Please sign. Go to my website and download the petition and email it, snail mail it or fax it. 

http://landlordrescue.ca/warning-death-thousand-paper-cuts-water-bill-edition/

It's just not right to expect landlords or anyone else for that matter to pay other people's bills.


----------



## Berubeland (Sep 6, 2009)

Also please spread the word to fellow landlords.


----------



## Brenner (Jan 17, 2012)

So who are you suggesting pays the bills when the tenant doesn't?


----------



## Berubeland (Sep 6, 2009)

The cities are in the business of selling water. If they have problems collecting their bills there are numerous steps they can take to receive payment. 

1 - Deposits
2 - Collections
3 - Cut off the water to the tenant
4 - Sue the tenant

The utilities can take many steps to collect their monies. 

The landlord has to wait until the tenant moves out...then take them to Small Claims at their own expense...how crazy is that...


----------



## RoR (Jan 18, 2012)

Wow, they want the landlords to pay people's water bills? How does that make any sense. 

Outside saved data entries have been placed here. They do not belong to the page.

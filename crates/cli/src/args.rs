//! Command line flags
//!
//! Flags are written Go-style (`-path=./src`). clap only knows `--long`
//! options, so known single-dash long flags are rewritten before parsing.

use clap::{ArgAction, CommandFactory, Parser};
use std::ffi::OsString;
use std::path::PathBuf;
use watcher::WatchConfig;

/// Long flags accepted with a single dash
const LONG_FLAGS: &[&str] = &["path", "exec", "verbose", "version", "help"];

const EXAMPLES: &str = "\
Examples:
  igotifier -path=\"/config/app.yaml\" -exec=\"app-reloader sighup --name=nginx\"
  igotifier -path=\"./src\" -exec=\"make test\" -verbose";

/// igotifier - File watcher that executes commands on change
#[derive(Parser, Debug)]
#[command(name = "igotifier")]
#[command(about, long_about = None, disable_version_flag = true)]
#[command(override_usage = "igotifier -path=<path> -exec=<command>")]
#[command(after_help = EXAMPLES)]
pub struct Cli {
    /// Path to watch (file or directory)
    #[arg(long, value_name = "PATH")]
    pub path: Option<String>,

    /// Command to execute on file change
    #[arg(long, value_name = "COMMAND", allow_hyphen_values = true)]
    pub exec: Option<String>,

    /// Enable verbose logging
    #[arg(
        long,
        action = ArgAction::Set,
        num_args = 0..=1,
        require_equals = true,
        default_value_t = false,
        default_missing_value = "true"
    )]
    pub verbose: bool,

    /// Show version
    #[arg(
        long,
        action = ArgAction::Set,
        num_args = 0..=1,
        require_equals = true,
        default_value_t = false,
        default_missing_value = "true"
    )]
    pub version: bool,
}

impl Cli {
    /// Parse process arguments, accepting single-dash long flags
    pub fn try_parse_normalized<I, T>(args: I) -> Result<Self, clap::Error>
    where
        I: IntoIterator<Item = T>,
        T: Into<OsString>,
    {
        Self::try_parse_from(normalize_args(args))
    }

    /// Build the watcher config, or `None` if a required flag is missing
    pub fn into_config(self) -> Option<WatchConfig> {
        let path = self.path.filter(|p| !p.is_empty()).map(PathBuf::from)?;
        let command = self.exec.filter(|c| !c.is_empty())?;
        Some(WatchConfig {
            path,
            command,
            verbose: self.verbose,
        })
    }
}

/// Full usage text, as printed on a usage error
pub fn usage() -> String {
    Cli::command().render_help().to_string()
}

/// Version line printed by `-version`
pub fn version_line() -> String {
    format!("igotifier version {}", env!("CARGO_PKG_VERSION"))
}

/// Rewrite `-flag` and `-flag=value` into `--flag` forms for known flags
///
/// The program name and values are left untouched, as is everything after
/// a bare `--`.
pub fn normalize_args<I, T>(args: I) -> Vec<OsString>
where
    I: IntoIterator<Item = T>,
    T: Into<OsString>,
{
    let mut out = Vec::new();
    let mut passthrough = false;

    for (i, arg) in args.into_iter().enumerate() {
        let arg: OsString = arg.into();
        if i == 0 || passthrough {
            out.push(arg);
            continue;
        }

        let rewritten = arg.to_str().and_then(|s| {
            if s == "--" {
                return None;
            }
            let rest = s.strip_prefix('-').filter(|r| !r.starts_with('-'))?;
            let name = rest.split_once('=').map_or(rest, |(name, _)| name);
            LONG_FLAGS.contains(&name).then(|| OsString::from(format!("-{s}")))
        });

        if arg == "--" {
            passthrough = true;
        }
        out.push(rewritten.unwrap_or(arg));
    }

    out
}
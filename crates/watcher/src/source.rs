//! Notification source backed by `notify`
//!
//! Adapts the platform watcher (inotify, FSEvents, ReadDirectoryChangesW)
//! into two streams consumed by the event loop: change notifications and
//! raw watcher errors.

use crate::error::{Result, WatchError};
use crate::{ChangeKind, ChangeNotification};
use notify::event::ModifyKind;
use notify::{Event, RecommendedWatcher, RecursiveMode, Watcher as _};
use std::path::Path;
use tokio::sync::mpsc;

/// Anything locations can be subscribed to
///
/// The registrar only needs this one operation, which keeps traversal
/// testable without a real platform watcher.
pub trait NotificationSource {
    /// Subscribe a single location (non-recursive)
    fn subscribe(&mut self, path: &Path) -> notify::Result<()>;
}

/// Receiving halves of the source
pub struct NotificationStreams {
    /// Change notifications, in delivery order
    pub events: mpsc::UnboundedReceiver<ChangeNotification>,

    /// Errors reported by the platform watcher
    pub errors: mpsc::UnboundedReceiver<notify::Error>,
}

impl NotificationStreams {
    /// Create a stream pair plus the sending halves feeding it
    pub fn channel() -> (NotificationSenders, Self) {
        let (event_tx, events) = mpsc::unbounded_channel();
        let (error_tx, errors) = mpsc::unbounded_channel();
        (
            NotificationSenders { event_tx, error_tx },
            Self { events, errors },
        )
    }
}

/// Sending halves of the source
///
/// Dropping these closes both streams.
#[derive(Clone)]
pub struct NotificationSenders {
    pub event_tx: mpsc::UnboundedSender<ChangeNotification>,
    pub error_tx: mpsc::UnboundedSender<notify::Error>,
}

impl NotificationSenders {
    /// Forward one raw watcher result
    ///
    /// A raw event may carry several paths; each becomes its own
    /// notification. Send failures mean the loop is gone and are ignored.
    fn forward(&self, res: notify::Result<Event>) {
        match res {
            Ok(event) => {
                let Some(kind) = classify(&event.kind) else {
                    return;
                };
                for path in event.paths {
                    let _ = self.event_tx.send(ChangeNotification { path, kind });
                }
            }
            Err(e) => {
                let _ = self.error_tx.send(e);
            }
        }
    }
}

/// Map a raw event kind to a change kind
///
/// Access events (open, read, close) are not changes. Everything else is
/// forwarded, metadata-only changes included, so that `touch` triggers.
fn classify(kind: &notify::EventKind) -> Option<ChangeKind> {
    use notify::EventKind;

    match kind {
        EventKind::Access(_) => None,
        EventKind::Create(_) => Some(ChangeKind::Create),
        EventKind::Remove(_) => Some(ChangeKind::Remove),
        EventKind::Modify(ModifyKind::Name(_)) => Some(ChangeKind::Rename),
        EventKind::Modify(ModifyKind::Metadata(_)) => Some(ChangeKind::Metadata),
        EventKind::Modify(_) => Some(ChangeKind::Write),
        EventKind::Any | EventKind::Other => Some(ChangeKind::Other),
    }
}

/// Platform notification source
pub struct NotifySource {
    watcher: RecommendedWatcher,
}

impl NotifySource {
    /// Create the platform watcher and its streams
    pub fn new() -> Result<(Self, NotificationStreams)> {
        let (senders, streams) = NotificationStreams::channel();

        let watcher =
            notify::recommended_watcher(move |res: notify::Result<Event>| senders.forward(res))
                .map_err(WatchError::Source)?;

        Ok((Self { watcher }, streams))
    }

    /// Tear down all subscriptions
    ///
    /// The platform watcher owns the senders, so both streams close once it
    /// is dropped.
    pub fn close(self) {
        drop(self.watcher);
    }
}

impl NotificationSource for NotifySource {
    fn subscribe(&mut self, path: &Path) -> notify::Result<()> {
        self.watcher.watch(path, RecursiveMode::NonRecursive)
    }
}
//! Command dispatch
//!
//! Runs the configured command through a shell with stdout and stderr
//! sharing a single pipe, then logs the outcome. Failures are reported,
//! never returned: a broken command must not stop the watcher.

use std::io::{self, Read};
use std::process::{Command, ExitStatus, Stdio};
use std::sync::Arc;
use tracing::{info, warn};

/// Interpreter used for commands
pub const DEFAULT_SHELL: &str = "sh";

/// How a single execution ended
#[derive(Debug, Clone, PartialEq, Eq)]
pub enum DispatchOutcome {
    Succeeded,
    /// Non-zero exit or spawn failure, with the reason
    Failed(String),
}

/// Result of one execution: outcome plus combined output
#[derive(Debug, Clone)]
pub struct DispatchReport {
    pub outcome: DispatchOutcome,
    pub output: String,
}

impl DispatchReport {
    pub fn succeeded(&self) -> bool {
        self.outcome == DispatchOutcome::Succeeded
    }

    /// Output that should reach the log
    ///
    /// Failure output is always surfaced; success output only when verbose.
    pub fn surfaced_output(&self, verbose: bool) -> Option<&str> {
        if self.output.is_empty() {
            return None;
        }
        match self.outcome {
            DispatchOutcome::Succeeded if !verbose => None,
            _ => Some(&self.output),
        }
    }
}

/// Executes one fixed command
#[derive(Debug, Clone)]
pub struct CommandDispatcher {
    shell: String,
    command: String,
    verbose: bool,
}

impl CommandDispatcher {
    pub fn new(command: impl Into<String>, verbose: bool) -> Self {
        Self::with_shell(DEFAULT_SHELL, command, verbose)
    }

    /// Use a specific interpreter instead of `sh`
    pub fn with_shell(shell: impl Into<String>, command: impl Into<String>, verbose: bool) -> Self {
        Self {
            shell: shell.into(),
            command: command.into(),
            verbose,
        }
    }

    /// Run the command on the blocking pool without waiting for it
    ///
    /// The returned task is detached; completion is only observable through
    /// the log. Must be called from within a tokio runtime.
    pub fn dispatch(self: &Arc<Self>) {
        let dispatcher = Arc::clone(self);
        tokio::task::spawn_blocking(move || {
            dispatcher.execute();
        });
    }

    /// Run the command to completion and log the outcome
    pub fn execute(&self) -> DispatchReport {
        info!("Executing: {}", self.command);

        let report = match self.run_shell() {
            Ok((status, output)) if status.success() => DispatchReport {
                outcome: DispatchOutcome::Succeeded,
                output,
            },
            Ok((status, output)) => DispatchReport {
                outcome: DispatchOutcome::Failed(status.to_string()),
                output,
            },
            Err(e) => DispatchReport {
                outcome: DispatchOutcome::Failed(e.to_string()),
                output: String::new(),
            },
        };

        self.log_report(&report);
        report
    }

    fn log_report(&self, report: &DispatchReport) {
        if self.verbose && !report.output.is_empty() {
            info!("Command output:\n{}", report.output);
        }

        match &report.outcome {
            DispatchOutcome::Succeeded => info!("Command executed successfully"),
            DispatchOutcome::Failed(reason) => {
                warn!("Command failed: {}", reason);
                if !self.verbose {
                    if let Some(output) = report.surfaced_output(false) {
                        warn!("Output:\n{}", output);
                    }
                }
            }
        }
    }

    /// Spawn `<shell> -c <command>` and collect combined output
    fn run_shell(&self) -> io::Result<(ExitStatus, String)> {
        let (mut reader, writer) = io::pipe()?;

        // The Command holds the parent's copies of the write end; it has to
        // be dropped before reading or the read never sees EOF.
        let mut child = {
            let mut command = Command::new(&self.shell);
            command
                .arg("-c")
                .arg(&self.command)
                .stdin(Stdio::null())
                .stdout(writer.try_clone()?)
                .stderr(writer);
            command.spawn()?
        };

        let mut raw = Vec::new();
        let read = reader.read_to_end(&mut raw);
        let status = child.wait()?;
        read?;

        Ok((status, String::from_utf8_lossy(&raw).into_owned()))
    }
}
//! igotifier - run a command whenever a path changes

use anyhow::{Context, Result};
use cli_lib::{args, signal, Cli};
use std::io::IsTerminal;
use std::process::ExitCode;
use tracing::error;
use watcher::{WatchConfig, Watcher};

fn main() -> ExitCode {
    let cli = match Cli::try_parse_normalized(std::env::args_os()) {
        Ok(cli) => cli,
        Err(e) => e.exit(),
    };

    if cli.version {
        println!("{}", args::version_line());
        return ExitCode::SUCCESS;
    }

    let Some(config) = cli.into_config() else {
        eprintln!("{}", args::usage());
        return ExitCode::from(1);
    };

    tracing_subscriber::fmt()
        .with_writer(std::io::stderr)
        .with_ansi(std::io::stderr().is_terminal())
        .with_target(false)
        .init();

    match run(config) {
        Ok(()) => ExitCode::SUCCESS,
        Err(e) => {
            error!("Error: {:#}", e);
            ExitCode::from(1)
        }
    }
}

fn run(config: WatchConfig) -> Result<()> {
    let runtime = tokio::runtime::Builder::new_multi_thread()
        .enable_all()
        .build()
        .context("Failed to start async runtime")?;

    let result = runtime.block_on(async {
        let shutdown = signal::shutdown_signal()?;
        let watcher = Watcher::new(config)?;
        watcher.run(shutdown).await;
        Ok::<_, anyhow::Error>(())
    });

    // Commands still running on the blocking pool are not waited for.
    runtime.shutdown_background();
    result
}
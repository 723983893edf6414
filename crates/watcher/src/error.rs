//! Setup errors for the watcher

use std::io;
use std::path::PathBuf;
use thiserror::Error;

/// Errors that abort startup.
///
/// Messages leave the cause to the source chain; print with `{:#}`
/// through anyhow to see it. Anything that goes wrong after setup is
/// logged instead of returned.
#[derive(Error, Debug)]
pub enum WatchError {
    /// Watch path does not exist, is inaccessible, or could not be traversed
    #[error("invalid path {path:?}")]
    Path {
        path: PathBuf,
        #[source]
        source: io::Error,
    },

    /// The notification source could not be created
    #[error("failed to create watcher")]
    Source(#[source] notify::Error),

    /// A single location could not be subscribed
    #[error("failed to watch {path:?}")]
    Subscription {
        path: PathBuf,
        #[source]
        source: notify::Error,
    },
}

impl WatchError {
    pub(crate) fn path(path: impl Into<PathBuf>, source: io::Error) -> Self {
        Self::Path {
            path: path.into(),
            source,
        }
    }
}

/// Result type for watcher setup
pub type Result<T> = std::result::Result<T, WatchError>;
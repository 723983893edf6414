//! Helpers for driving the `igotifier` binary
//!
//! One-shot invocations (`-version`, usage errors) go through
//! [`IgotifierCommand`]; long-running watchers through [`RunningWatcher`],
//! which collects stderr lines as they arrive.

use anyhow::{Context, Result};
use std::io::{BufRead, BufReader};
use std::path::{Path, PathBuf};
use std::process::{Child, Command, ExitStatus, Stdio};
use std::sync::{Arc, Mutex};
use std::thread;
use std::time::{Duration, Instant};

/// CLI command builder with timing
pub struct IgotifierCommand {
    binary_path: PathBuf,
    working_dir: PathBuf,
    args: Vec<String>,
}

impl IgotifierCommand {
    /// Create a new command in the given working directory
    pub fn new(working_dir: impl AsRef<Path>) -> Self {
        Self {
            binary_path: PathBuf::from(env!("CARGO_BIN_EXE_igotifier")),
            working_dir: working_dir.as_ref().to_path_buf(),
            args: Vec::new(),
        }
    }

    /// Add command arguments
    pub fn args(&mut self, args: &[&str]) -> &mut Self {
        self.args.extend(args.iter().map(|s| s.to_string()));
        self
    }

    fn command(&self) -> Command {
        let mut command = Command::new(&self.binary_path);
        command.args(&self.args).current_dir(&self.working_dir);
        command
    }

    /// Execute command to completion
    pub fn execute(&self) -> Result<CommandResult> {
        let start = Instant::now();
        let output = self.command().output().context("Failed to execute command")?;

        Ok(CommandResult {
            stdout: String::from_utf8_lossy(&output.stdout).to_string(),
            stderr: String::from_utf8_lossy(&output.stderr).to_string(),
            exit_code: output.status.code().unwrap_or(-1),
            duration: start.elapsed(),
        })
    }

    /// Start a long-running watcher
    pub fn spawn(&self) -> Result<RunningWatcher> {
        let mut child = self
            .command()
            .stdin(Stdio::null())
            .stdout(Stdio::null())
            .stderr(Stdio::piped())
            .spawn()
            .context("Failed to spawn igotifier")?;

        let stderr = child.stderr.take().context("stderr not captured")?;
        let lines = Arc::new(Mutex::new(Vec::new()));
        let reader = {
            let lines = Arc::clone(&lines);
            thread::spawn(move || {
                for line in BufReader::new(stderr).lines().map_while(|l| l.ok()) {
                    lines.lock().unwrap().push(line);
                }
            })
        };

        Ok(RunningWatcher {
            child,
            lines,
            reader: Some(reader),
        })
    }
}

/// Command execution result with timing
#[derive(Debug, Clone)]
pub struct CommandResult {
    pub stdout: String,
    pub stderr: String,
    pub exit_code: i32,
    pub duration: Duration,
}

impl CommandResult {
    /// Check if command succeeded
    pub fn success(&self) -> bool {
        self.exit_code == 0
    }
}

/// A watcher process whose stderr is being collected
pub struct RunningWatcher {
    child: Child,
    lines: Arc<Mutex<Vec<String>>>,
    reader: Option<thread::JoinHandle<()>>,
}

impl RunningWatcher {
    pub fn pid(&self) -> u32 {
        self.child.id()
    }

    /// Snapshot of stderr lines so far
    pub fn lines(&self) -> Vec<String> {
        self.lines.lock().unwrap().clone()
    }

    /// Number of stderr lines containing `text`
    pub fn count(&self, text: &str) -> usize {
        self.lines().iter().filter(|l| l.contains(text)).count()
    }

    /// The line following the first line that contains `text`
    ///
    /// Multi-line log messages continue on the next stderr line.
    pub fn line_after(&self, text: &str) -> Option<String> {
        let lines = self.lines();
        let at = lines.iter().position(|l| l.contains(text))?;
        lines.get(at + 1).cloned()
    }

    /// Wait until at least `n` lines contain `text`
    pub fn wait_for(&self, text: &str, n: usize, timeout: Duration) -> bool {
        let deadline = Instant::now() + timeout;
        while Instant::now() < deadline {
            if self.count(text) >= n {
                return true;
            }
            thread::sleep(Duration::from_millis(20));
        }
        self.count(text) >= n
    }

    /// Wait for the process to exit on its own
    pub fn wait_exit(&mut self, timeout: Duration) -> Result<ExitStatus> {
        let deadline = Instant::now() + timeout;
        loop {
            if let Some(status) = self.child.try_wait()? {
                if let Some(reader) = self.reader.take() {
                    let _ = reader.join();
                }
                return Ok(status);
            }
            if Instant::now() >= deadline {
                anyhow::bail!("igotifier did not exit within {:?}", timeout);
            }
            thread::sleep(Duration::from_millis(20));
        }
    }
}

impl Drop for RunningWatcher {
    fn drop(&mut self) {
        let _ = self.child.kill();
        let _ = self.child.wait();
    }
}

/// Macro for convenient command construction
///
/// Usage:
/// ```ignore
/// igotifier!(dir, "-version").execute()?;
/// ```
#[macro_export]
macro_rules! igotifier {
    ($dir:expr, $($arg:expr),*) => {{
        let mut cmd = $crate::common::cli::IgotifierCommand::new($dir);
        cmd.args(&[$($arg),*]);
        cmd
    }};
}
use crossterm::event::{self, Event, KeyCode, KeyEvent, KeyEventKind, KeyModifiers};
use std::time::Duration;

use crate::entities::GameState;

/// Held levels and press edges for one frame, handed to the simulation as a
/// plain value.
///
/// Movement and fire are levels (true while the key is down); bomb, restart,
/// and quit are edges, registered on the down transition and held pending
/// until a simulation tick consumes them. The bomb key in particular must
/// not retrigger every tick while held, so the edge is detected here, not in
/// the simulation.
#[derive(Debug, Clone, Copy, Default)]
pub struct InputSnapshot {
    pub left: bool,
    pub right: bool,
    pub up: bool,
    pub down: bool,
    pub fire: bool,
    pub bomb: bool,
    pub restart: bool,
    pub quit: bool,
}

impl InputSnapshot {
    /// Clears the press edges. Called between catch-up ticks so a frame
    /// that runs several ticks cannot fire the same edge twice.
    pub fn consume_edges(&mut self) {
        self.bomb = false;
        self.restart = false;
    }
}

/// Tracks which movement keys are currently held down
#[derive(Debug, Default)]
struct KeyState {
    up: bool,
    down: bool,
    left: bool,
    right: bool,
    fire: bool,
    bomb: bool,
}

/// Edges waiting for a simulation tick to consume them
#[derive(Debug, Default)]
struct PendingEdges {
    bomb: bool,
    restart: bool,
    quit: bool,
}

/// Polls raw terminal events and condenses them into per-frame snapshots
pub struct InputManager {
    key_state: KeyState,
    pending: PendingEdges,
}

impl Default for InputManager {
    fn default() -> Self {
        Self::new()
    }
}

impl InputManager {
    pub fn new() -> Self {
        Self {
            key_state: KeyState::default(),
            pending: PendingEdges::default(),
        }
    }

    /// Drains all available terminal events without blocking. Call once per
    /// frame, before taking the snapshot.
    pub fn poll_events(&mut self, game_state: GameState) -> color_eyre::Result<()> {
        while event::poll(Duration::from_millis(0))? {
            match event::read()? {
                Event::Key(key_event) => {
                    self.handle_key_event(key_event, game_state);
                }
                Event::Mouse(_) => {
                    // Mouse events currently ignored
                }
                Event::Resize(_, _) => {
                    // The renderer rescales from the frame area every draw
                }
                _ => {}
            }
        }

        Ok(())
    }

    /// Takes the frame's snapshot. Pending edges stay registered: a fast
    /// frame can poll a press but run zero simulation ticks, and the edge
    /// must survive into the next frame rather than vanish unseen. The run
    /// loop calls [`InputManager::consume_edges`] once a tick has seen it.
    pub fn snapshot(&self) -> InputSnapshot {
        InputSnapshot {
            left: self.key_state.left,
            right: self.key_state.right,
            up: self.key_state.up,
            down: self.key_state.down,
            fire: self.key_state.fire,
            bomb: self.pending.bomb,
            restart: self.pending.restart,
            quit: self.pending.quit,
        }
    }

    /// Forgets the pending edges. Called when a simulation tick (or a
    /// frame-level action like restart) has consumed the snapshot.
    pub fn consume_edges(&mut self) {
        self.pending = PendingEdges::default();
    }

    fn handle_key_event(&mut self, key_event: KeyEvent, game_state: GameState) {
        match key_event.kind {
            KeyEventKind::Press => {
                self.handle_key_press(key_event, game_state);
            }
            KeyEventKind::Release => {
                self.handle_key_release(key_event.code);
            }
            _ => {}
        }
    }

    fn handle_key_press(&mut self, key_event: KeyEvent, game_state: GameState) {
        // Quit keys work in any state
        if matches!(
            key_event.code,
            KeyCode::Char('q') | KeyCode::Char('Q') | KeyCode::Esc
        ) || (key_event.code == KeyCode::Char('c')
            && key_event.modifiers.contains(KeyModifiers::CONTROL))
        {
            self.pending.quit = true;
            return;
        }

        // Retry only means something on the game-over screen
        if game_state == GameState::GameOver {
            if matches!(key_event.code, KeyCode::Char('r') | KeyCode::Char('R')) {
                self.pending.restart = true;
            }
            return;
        }

        match key_event.code {
            // Movement keys - WASD or arrows; pressing one side of an axis
            // clears the other so terminals without release events stay
            // steerable
            KeyCode::Char('w') | KeyCode::Char('W') | KeyCode::Up => {
                self.key_state.up = true;
                self.key_state.down = false;
            }
            KeyCode::Char('s') | KeyCode::Char('S') | KeyCode::Down => {
                self.key_state.down = true;
                self.key_state.up = false;
            }
            KeyCode::Char('a') | KeyCode::Char('A') | KeyCode::Left => {
                self.key_state.left = true;
                self.key_state.right = false;
            }
            KeyCode::Char('d') | KeyCode::Char('D') | KeyCode::Right => {
                self.key_state.right = true;
                self.key_state.left = false;
            }
            // Terminals without the keyboard enhancement send no release
            // events, so fire latches on after the first press there.
            // Held fire is the normal way to play, so the latch stands;
            // movement gets the opposite-key mitigation above instead
            KeyCode::Char(' ') => {
                self.key_state.fire = true;
            }
            // Bomb registers an edge only on the down transition; key
            // auto-repeat arrives as further presses while held and must
            // not count
            KeyCode::Char('b') | KeyCode::Char('B') => {
                if !self.key_state.bomb {
                    self.pending.bomb = true;
                }
                self.key_state.bomb = true;
            }
            _ => {}
        }
    }

    fn handle_key_release(&mut self, code: KeyCode) {
        match code {
            KeyCode::Char('w') | KeyCode::Char('W') | KeyCode::Up => {
                self.key_state.up = false;
            }
            KeyCode::Char('s') | KeyCode::Char('S') | KeyCode::Down => {
                self.key_state.down = false;
            }
            KeyCode::Char('a') | KeyCode::Char('A') | KeyCode::Left => {
                self.key_state.left = false;
            }
            KeyCode::Char('d') | KeyCode::Char('D') | KeyCode::Right => {
                self.key_state.right = false;
            }
            KeyCode::Char(' ') => {
                self.key_state.fire = false;
            }
            KeyCode::Char('b') | KeyCode::Char('B') => {
                self.key_state.bomb = false;
            }
            _ => {}
        }
    }
}
use glam::Vec2;

use super::{EntityId, Particle};
use crate::collision::Aabb;
use crate::config::GameConfig;

/// A descending attacker.
///
/// Horizontal drift is fixed at spawn; vertical speed is a pure function of
/// age, so a fresh enemy eases in from above, stalls briefly, and then
/// accelerates hard for the rest of its life.
#[derive(Debug, Clone)]
pub struct Enemy {
    pub id: EntityId,
    pub pos: Vec2,
    /// Pixels per tick; y is recomputed from age every update
    pub vel: Vec2,
    pub size: Vec2,
    pub health: u32,
    /// Seconds since spawn
    pub age: f32,
    pub trail: Vec<Particle>,
    since_particle: f32,
}

impl Enemy {
    /// Spawns above the visible field at the given x with a fixed sideways
    /// drift in pixels per tick.
    pub fn new(id: EntityId, x: f32, drift: f32, config: &GameConfig) -> Self {
        Self {
            id,
            pos: Vec2::new(x, config.enemy_spawn_y),
            vel: Vec2::new(drift, 0.0),
            size: config.enemy_size,
            health: 1,
            age: 0.0,
            trail: Vec::new(),
            since_particle: 0.0,
        }
    }

    pub fn update(&mut self, dt: f32, config: &GameConfig) {
        for p in &mut self.trail {
            p.update(dt);
        }
        self.trail.retain(|p| !p.is_expired());

        self.since_particle += dt;
        if self.since_particle >= config.particle_interval {
            self.trail
                .push(Particle::trail(self.pos, self.size, self.vel));
            self.since_particle = 0.0;
        }

        self.age += dt;
        self.vel.y = (config.enemy_fall_scale * (self.age - config.enemy_fall_offset)).powi(4);
        self.pos += self.vel;
    }

    /// True once the top edge has dropped past the field bottom.
    pub fn is_past_bottom(&self, field_height: f32) -> bool {
        self.pos.y > field_height
    }

    /// Marks the enemy destroyed; it is compacted out of the live
    /// collection at the end of the current phase.
    pub fn kill(&mut self) {
        self.health = 0;
    }

    pub fn is_alive(&self) -> bool {
        self.health > 0
    }

    pub fn aabb(&self) -> Aabb {
        Aabb::from_pos_size(self.pos, self.size)
    }

    pub fn get_sprite_lines(&self) -> Vec<&'static str> {
        vec!["/o\\", "\\v/"]
    }
}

Someone doesn't pay their bill, they cut them off. Period. Why should it matter whether they're homeowners or renters.


----------



## Berubeland (Sep 6, 2009)

It's even worse that that...

They add a fee for transferring the tenant's bill to the property tax bill. 

I just got one today from the region of Peel for a townhouse. $535.

This tenant happens to work at the Landlord & Tenant Board. She's been our tenant for years. I've taken her to the Board in 2011 now this. Small claims is the only way to get your money back. But the new bills keep coming and Small Claims can take a year to get your money back. 

So unfair.


----------



## Xoron (Jun 22, 2010)

Happens in Toronto too:

http://www.toronto.ca/utilitybill/designate_mailer.htm

_*If a Utility Bill is not paid on time, the City of Toronto reserves the right to transfer the unpaid balance to the property owner's property tax account for collection, including any fees related to the transfer of the unpaid Utility Bill to the tax account.*_

It doesn't matter who is named on the bill.


----------



## MrMatt (Dec 21, 2011)

This is why I won't touch rental housing in Ontario.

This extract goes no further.